//! Poison-tolerant wrappers around the std synchronization primitives.
//!
//! A worker thread that panics mid-encode must not take the whole daemon
//! down with it; every shared lock in this crate goes through these
//! extensions so a poisoned guard is recovered instead of propagated.

use std::sync::{
    Condvar, Mutex, MutexGuard, PoisonError, RwLock, RwLockReadGuard, RwLockWriteGuard,
    WaitTimeoutResult,
};
use std::time::Duration;

pub(crate) trait MutexExt<T> {
    fn lock_unpoisoned(&self) -> MutexGuard<'_, T>;
}

impl<T> MutexExt<T> for Mutex<T> {
    fn lock_unpoisoned(&self) -> MutexGuard<'_, T> {
        self.lock().unwrap_or_else(PoisonError::into_inner)
    }
}

pub(crate) trait RwLockExt<T> {
    fn read_unpoisoned(&self) -> RwLockReadGuard<'_, T>;
    fn write_unpoisoned(&self) -> RwLockWriteGuard<'_, T>;
}

impl<T> RwLockExt<T> for RwLock<T> {
    fn read_unpoisoned(&self) -> RwLockReadGuard<'_, T> {
        self.read().unwrap_or_else(PoisonError::into_inner)
    }

    fn write_unpoisoned(&self) -> RwLockWriteGuard<'_, T> {
        self.write().unwrap_or_else(PoisonError::into_inner)
    }
}

pub(crate) trait CondvarExt {
    fn wait_unpoisoned<'a, T>(&self, guard: MutexGuard<'a, T>) -> MutexGuard<'a, T>;

    fn wait_timeout_unpoisoned<'a, T>(
        &self,
        guard: MutexGuard<'a, T>,
        dur: Duration,
    ) -> (MutexGuard<'a, T>, WaitTimeoutResult);
}

impl CondvarExt for Condvar {
    fn wait_unpoisoned<'a, T>(&self, guard: MutexGuard<'a, T>) -> MutexGuard<'a, T> {
        self.wait(guard).unwrap_or_else(PoisonError::into_inner)
    }

    fn wait_timeout_unpoisoned<'a, T>(
        &self,
        guard: MutexGuard<'a, T>,
        dur: Duration,
    ) -> (MutexGuard<'a, T>, WaitTimeoutResult) {
        self.wait_timeout(guard, dur)
            .unwrap_or_else(PoisonError::into_inner)
    }
}

#[cfg(test)]
mod tests {
    use std::sync::{Arc, Condvar, Mutex, RwLock};
    use std::time::Duration;

    use super::*;

    #[test]
    fn mutex_ext_recovers_from_poison() {
        let lock = Arc::new(Mutex::new(1u32));
        let lock_clone = lock.clone();
        let _ = std::thread::spawn(move || {
            let _guard = lock_clone.lock().unwrap();
            panic!("poison mutex");
        })
        .join();

        let mut guard = lock.lock_unpoisoned();
        *guard += 1;
        assert_eq!(*guard, 2);
    }

    #[test]
    fn rwlock_ext_recovers_from_poison() {
        let lock = Arc::new(RwLock::new(1u32));
        let lock_clone = lock.clone();
        let _ = std::thread::spawn(move || {
            let mut guard = lock_clone.write().unwrap();
            *guard += 1;
            panic!("poison rwlock");
        })
        .join();

        let guard = lock.read_unpoisoned();
        assert_eq!(*guard, 2);
    }

    #[test]
    fn condvar_ext_wait_timeout_recovers_from_poison() {
        let lock = Arc::new(Mutex::new(1u32));
        let lock_clone = lock.clone();
        let _ = std::thread::spawn(move || {
            let _guard = lock_clone.lock().unwrap();
            panic!("poison mutex for condvar");
        })
        .join();

        let cv = Condvar::new();
        let guard = lock.lock_unpoisoned();
        let (guard, _timeout) = cv.wait_timeout_unpoisoned(guard, Duration::from_millis(0));
        assert_eq!(*guard, 1);
    }
}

........

> Prompt: Transcribe the entries above, every line exactly as it reads.

> Task solution:
//! Poison-tolerant wrappers around the std synchronization primitives.
//!
//! A worker thread that panics mid-encode must not take the whole daemon
//! down with it; every shared lock in this crate goes through these
//! extensions so a poisoned guard is recovered instead of propagated.

use std::sync::{
    Condvar, Mutex, MutexGuard, PoisonError, RwLock, RwLockReadGuard, RwLockWriteGuard,
    WaitTimeoutResult,
};
use std::time::Duration;

pub(crate) trait MutexExt<T> {
    fn lock_unpoisoned(&self) -> MutexGuard<'_, T>;
}

impl<T> MutexExt<T> for Mutex<T> {
    fn lock_unpoisoned(&self) -> MutexGuard<'_, T> {
        self.lock().unwrap_or_else(PoisonError::into_inner)
    }
}

pub(crate) trait RwLockExt<T> {
    fn read_unpoisoned(&self) -> RwLockReadGuard<'_, T>;
    fn write_unpoisoned(&self) -> RwLockWriteGuard<'_, T>;
}

impl<T> RwLockExt<T> for RwLock<T> {
    fn read_unpoisoned(&self) -> RwLockReadGuard<'_, T> {
        self.read().unwrap_or_else(PoisonError::into_inner)
    }

    fn write_unpoisoned(&self) -> RwLockWriteGuard<'_, T> {
        self.write().unwrap_or_else(PoisonError::into_inner)
    }
}

pub(crate) trait CondvarExt {
    fn wait_unpoisoned<'a, T>(&self, guard: MutexGuard<'a, T>) -> MutexGuard<'a, T>;

    fn wait_timeout_unpoisoned<'a, T>(
        &self,
        guard: MutexGuard<'a, T>,
        dur: Duration,
    ) -> (MutexGuard<'a, T>, WaitTimeoutResult);
}

impl CondvarExt for Condvar {
    fn wait_unpoisoned<'a, T>(&self, guard: MutexGuard<'a, T>) -> MutexGuard<'a, T> {
        self.wait(guard).unwrap_or_else(PoisonError::into_inner)
    }

    fn wait_timeout_unpoisoned<'a, T>(
        &self,
        guard: MutexGuard<'a, T>,
        dur: Duration,
    ) -> (MutexGuard<'a, T>, WaitTimeoutResult) {
        self.wait_timeout(guard, dur)
            .unwrap_or_else(PoisonError::into_inner)
    }
}

#[cfg(test)]
mod tests {
    use std::sync::{Arc, Condvar, Mutex, RwLock};
    use std::time::Duration;

    use super::*;

    #[test]
    fn mutex_ext_recovers_from_poison() {
        let lock = Arc::new(Mutex::new(1u32));
        let lock_clone = lock.clone();
        let _ = std::thread::spawn(move || {
            let _guard = lock_clone.lock().unwrap();
            panic!("poison mutex");
        })
        .join();

        let mut guard = lock.lock_unpoisoned();
        *guard += 1;
        assert_eq!(*guard, 2);
    }

    #[test]
    fn rwlock_ext_recovers_from_poison() {
        let lock = Arc::new(RwLock::new(1u32));
        let lock_clone = lock.clone();
        let _ = std::thread::spawn(move || {
            let mut guard = lock_clone.write().unwrap();
            *guard += 1;
            panic!("poison rwlock");
        })
        .join();

        let guard = lock.read_unpoisoned();
        assert_eq!(*guard, 2);
    }

    #[test]
    fn condvar_ext_wait_timeout_recovers_from_poison() {
        let lock = Arc::new(Mutex::new(1u32));
        let lock_clone = lock.clone();
        let _ = std::thread::spawn(move || {
            let _guard = lock_clone.lock().unwrap();
            panic!("poison mutex for condvar");
        })
        .join();

        let cv = Condvar::new();
        let guard = lock.lock_unpoisoned();
        let (guard, _timeout) = cv.wait_timeout_unpoisoned(guard, Duration::from_millis(0));
        assert_eq!(*guard, 1);
    }
}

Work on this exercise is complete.